* EXERCISE DESCRIPTION
Starting at the top of the data and ending with the line that holds "Shortest interval accepted.", transcribe each line exactly; include both ends.

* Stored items
§

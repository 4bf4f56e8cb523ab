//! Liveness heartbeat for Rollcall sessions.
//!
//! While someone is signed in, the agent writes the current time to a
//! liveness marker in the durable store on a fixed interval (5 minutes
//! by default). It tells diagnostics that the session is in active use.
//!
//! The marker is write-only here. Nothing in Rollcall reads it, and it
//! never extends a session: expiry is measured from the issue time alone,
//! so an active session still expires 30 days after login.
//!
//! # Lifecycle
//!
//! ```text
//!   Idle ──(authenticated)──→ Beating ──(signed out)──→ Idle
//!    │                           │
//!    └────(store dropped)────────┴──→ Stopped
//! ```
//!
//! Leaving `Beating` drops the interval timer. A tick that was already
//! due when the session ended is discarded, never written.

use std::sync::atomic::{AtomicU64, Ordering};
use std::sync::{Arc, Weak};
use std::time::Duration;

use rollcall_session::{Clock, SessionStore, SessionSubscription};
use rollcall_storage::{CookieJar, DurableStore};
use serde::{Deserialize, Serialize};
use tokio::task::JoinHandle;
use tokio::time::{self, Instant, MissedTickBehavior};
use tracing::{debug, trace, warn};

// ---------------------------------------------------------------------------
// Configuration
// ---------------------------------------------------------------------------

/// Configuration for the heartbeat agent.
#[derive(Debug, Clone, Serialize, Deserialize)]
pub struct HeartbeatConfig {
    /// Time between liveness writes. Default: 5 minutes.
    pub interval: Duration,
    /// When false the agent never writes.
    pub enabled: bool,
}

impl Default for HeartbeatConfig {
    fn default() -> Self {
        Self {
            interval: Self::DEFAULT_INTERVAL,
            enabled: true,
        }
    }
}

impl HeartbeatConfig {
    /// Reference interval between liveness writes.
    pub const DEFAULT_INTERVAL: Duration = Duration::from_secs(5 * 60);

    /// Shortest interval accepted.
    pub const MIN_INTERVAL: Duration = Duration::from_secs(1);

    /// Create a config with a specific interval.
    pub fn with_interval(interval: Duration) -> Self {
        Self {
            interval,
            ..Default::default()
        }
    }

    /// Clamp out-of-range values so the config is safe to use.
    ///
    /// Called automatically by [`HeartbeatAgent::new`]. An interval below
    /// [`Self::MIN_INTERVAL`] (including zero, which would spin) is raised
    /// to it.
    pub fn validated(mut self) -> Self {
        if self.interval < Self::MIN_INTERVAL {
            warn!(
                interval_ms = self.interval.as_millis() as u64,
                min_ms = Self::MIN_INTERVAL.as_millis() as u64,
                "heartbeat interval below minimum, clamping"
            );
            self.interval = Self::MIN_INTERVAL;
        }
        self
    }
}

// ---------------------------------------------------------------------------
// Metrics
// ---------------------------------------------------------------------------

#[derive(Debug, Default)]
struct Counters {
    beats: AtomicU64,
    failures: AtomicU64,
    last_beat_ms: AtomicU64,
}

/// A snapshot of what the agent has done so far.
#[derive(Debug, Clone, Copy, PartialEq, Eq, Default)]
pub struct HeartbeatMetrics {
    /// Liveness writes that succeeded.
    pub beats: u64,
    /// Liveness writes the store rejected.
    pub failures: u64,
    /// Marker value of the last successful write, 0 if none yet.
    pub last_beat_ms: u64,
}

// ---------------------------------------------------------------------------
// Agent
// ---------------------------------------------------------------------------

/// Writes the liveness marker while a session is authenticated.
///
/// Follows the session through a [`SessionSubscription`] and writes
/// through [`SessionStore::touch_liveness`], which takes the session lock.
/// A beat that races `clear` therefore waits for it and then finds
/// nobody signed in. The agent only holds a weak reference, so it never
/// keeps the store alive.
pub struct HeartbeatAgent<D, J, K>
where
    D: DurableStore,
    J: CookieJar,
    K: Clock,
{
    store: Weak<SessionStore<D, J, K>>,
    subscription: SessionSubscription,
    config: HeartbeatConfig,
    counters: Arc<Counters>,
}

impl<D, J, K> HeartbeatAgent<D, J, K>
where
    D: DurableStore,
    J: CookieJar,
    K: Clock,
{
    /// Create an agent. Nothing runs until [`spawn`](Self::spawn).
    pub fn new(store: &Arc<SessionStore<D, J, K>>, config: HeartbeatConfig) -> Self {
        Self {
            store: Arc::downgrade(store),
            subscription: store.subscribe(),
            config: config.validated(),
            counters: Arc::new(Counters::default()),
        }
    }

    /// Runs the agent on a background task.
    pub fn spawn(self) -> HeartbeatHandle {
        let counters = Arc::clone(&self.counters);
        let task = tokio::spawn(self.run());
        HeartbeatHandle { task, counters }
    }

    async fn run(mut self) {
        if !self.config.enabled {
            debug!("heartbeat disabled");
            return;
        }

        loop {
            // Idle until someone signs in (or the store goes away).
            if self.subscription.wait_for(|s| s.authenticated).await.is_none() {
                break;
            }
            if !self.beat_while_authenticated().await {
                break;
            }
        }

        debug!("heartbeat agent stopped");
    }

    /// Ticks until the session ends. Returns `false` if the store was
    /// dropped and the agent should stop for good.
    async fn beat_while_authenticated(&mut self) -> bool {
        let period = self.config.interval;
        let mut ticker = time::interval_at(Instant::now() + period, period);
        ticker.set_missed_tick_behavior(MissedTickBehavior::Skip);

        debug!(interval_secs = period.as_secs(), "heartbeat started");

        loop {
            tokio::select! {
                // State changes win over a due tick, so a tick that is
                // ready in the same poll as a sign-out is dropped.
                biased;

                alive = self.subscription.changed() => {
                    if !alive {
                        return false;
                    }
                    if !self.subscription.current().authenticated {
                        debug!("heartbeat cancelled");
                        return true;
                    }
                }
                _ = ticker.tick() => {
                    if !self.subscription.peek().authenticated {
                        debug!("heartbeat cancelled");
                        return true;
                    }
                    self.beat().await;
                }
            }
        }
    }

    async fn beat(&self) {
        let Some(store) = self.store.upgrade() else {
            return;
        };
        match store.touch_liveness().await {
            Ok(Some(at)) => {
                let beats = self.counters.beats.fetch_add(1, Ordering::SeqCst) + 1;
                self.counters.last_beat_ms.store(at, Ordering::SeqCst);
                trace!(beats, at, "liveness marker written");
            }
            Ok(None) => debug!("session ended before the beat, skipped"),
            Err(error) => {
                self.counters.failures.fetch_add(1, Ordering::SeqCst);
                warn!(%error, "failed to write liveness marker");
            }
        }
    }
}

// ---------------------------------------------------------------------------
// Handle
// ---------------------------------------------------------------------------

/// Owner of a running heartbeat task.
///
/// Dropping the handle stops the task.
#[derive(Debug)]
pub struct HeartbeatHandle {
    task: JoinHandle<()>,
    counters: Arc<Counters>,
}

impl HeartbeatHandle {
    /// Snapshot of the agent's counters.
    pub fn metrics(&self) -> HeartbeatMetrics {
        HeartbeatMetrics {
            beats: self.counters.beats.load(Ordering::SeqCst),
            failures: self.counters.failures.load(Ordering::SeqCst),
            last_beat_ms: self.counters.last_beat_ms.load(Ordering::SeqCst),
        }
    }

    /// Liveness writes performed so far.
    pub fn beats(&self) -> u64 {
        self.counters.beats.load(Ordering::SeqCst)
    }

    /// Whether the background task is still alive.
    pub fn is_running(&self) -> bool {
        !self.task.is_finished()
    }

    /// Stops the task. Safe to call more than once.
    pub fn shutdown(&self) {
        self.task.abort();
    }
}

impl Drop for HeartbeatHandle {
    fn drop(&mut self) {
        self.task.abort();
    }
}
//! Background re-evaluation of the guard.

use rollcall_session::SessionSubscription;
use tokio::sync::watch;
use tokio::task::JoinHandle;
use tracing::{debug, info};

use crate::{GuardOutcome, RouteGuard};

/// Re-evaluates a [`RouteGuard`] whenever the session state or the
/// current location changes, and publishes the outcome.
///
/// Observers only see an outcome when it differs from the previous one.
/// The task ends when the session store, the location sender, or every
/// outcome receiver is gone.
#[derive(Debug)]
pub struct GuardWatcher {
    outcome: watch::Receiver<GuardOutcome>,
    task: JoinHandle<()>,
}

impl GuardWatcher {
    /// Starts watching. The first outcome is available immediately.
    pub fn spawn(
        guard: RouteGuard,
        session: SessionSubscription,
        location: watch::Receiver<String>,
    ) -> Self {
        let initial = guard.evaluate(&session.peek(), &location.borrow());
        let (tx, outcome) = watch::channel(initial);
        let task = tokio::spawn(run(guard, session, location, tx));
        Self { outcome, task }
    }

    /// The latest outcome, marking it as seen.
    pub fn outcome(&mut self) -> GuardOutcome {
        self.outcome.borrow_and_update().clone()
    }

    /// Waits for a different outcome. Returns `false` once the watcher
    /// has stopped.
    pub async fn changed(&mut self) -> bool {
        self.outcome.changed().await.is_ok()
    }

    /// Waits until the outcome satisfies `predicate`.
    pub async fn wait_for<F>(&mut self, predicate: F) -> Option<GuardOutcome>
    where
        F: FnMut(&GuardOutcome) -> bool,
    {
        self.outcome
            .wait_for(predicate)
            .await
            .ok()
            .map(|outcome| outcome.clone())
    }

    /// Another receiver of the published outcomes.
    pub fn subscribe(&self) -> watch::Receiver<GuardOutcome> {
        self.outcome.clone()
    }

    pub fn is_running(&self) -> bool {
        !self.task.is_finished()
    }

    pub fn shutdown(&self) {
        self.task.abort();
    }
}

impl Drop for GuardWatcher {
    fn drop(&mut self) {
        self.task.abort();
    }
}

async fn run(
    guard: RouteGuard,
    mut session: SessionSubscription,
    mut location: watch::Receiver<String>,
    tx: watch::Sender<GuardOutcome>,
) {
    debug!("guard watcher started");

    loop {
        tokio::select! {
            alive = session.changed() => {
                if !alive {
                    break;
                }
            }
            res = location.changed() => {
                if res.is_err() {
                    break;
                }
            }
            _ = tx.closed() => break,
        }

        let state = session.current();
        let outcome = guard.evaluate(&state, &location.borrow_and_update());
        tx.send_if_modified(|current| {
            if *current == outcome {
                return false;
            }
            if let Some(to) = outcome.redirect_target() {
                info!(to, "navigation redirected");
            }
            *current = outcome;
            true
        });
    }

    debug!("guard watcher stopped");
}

§

* RESPONSE BELOW
repository 4bf4f56e8cb523ab
//! Liveness heartbeat for Rollcall sessions.
//!
//! While someone is signed in, the agent writes the current time to a
//! liveness marker in the durable store on a fixed interval (5 minutes
//! by default). It tells diagnostics that the session is in active use.
//!
//! The marker is write-only here. Nothing in Rollcall reads it, and it
//! never extends a session: expiry is measured from the issue time alone,
//! so an active session still expires 30 days after login.
//!
//! # Lifecycle
//!
//! ```text
//!   Idle ──(authenticated)──→ Beating ──(signed out)──→ Idle
//!    │                           │
//!    └────(store dropped)────────┴──→ Stopped
//! ```
//!
//! Leaving `Beating` drops the interval timer. A tick that was already
//! due when the session ended is discarded, never written.

use std::sync::atomic::{AtomicU64, Ordering};
use std::sync::{Arc, Weak};
use std::time::Duration;

use rollcall_session::{Clock, SessionStore, SessionSubscription};
use rollcall_storage::{CookieJar, DurableStore};
use serde::{Deserialize, Serialize};
use tokio::task::JoinHandle;
use tokio::time::{self, Instant, MissedTickBehavior};
use tracing::{debug, trace, warn};

// ---------------------------------------------------------------------------
// Configuration
// ---------------------------------------------------------------------------

/// Configuration for the heartbeat agent.
#[derive(Debug, Clone, Serialize, Deserialize)]
pub struct HeartbeatConfig {
    /// Time between liveness writes. Default: 5 minutes.
    pub interval: Duration,
    /// When false the agent never writes.
    pub enabled: bool,
}

impl Default for HeartbeatConfig {
    fn default() -> Self {
        Self {
            interval: Self::DEFAULT_INTERVAL,
            enabled: true,
        }
    }
}

impl HeartbeatConfig {
    /// Reference interval between liveness writes.
    pub const DEFAULT_INTERVAL: Duration = Duration::from_secs(5 * 60);

    /// Shortest interval accepted.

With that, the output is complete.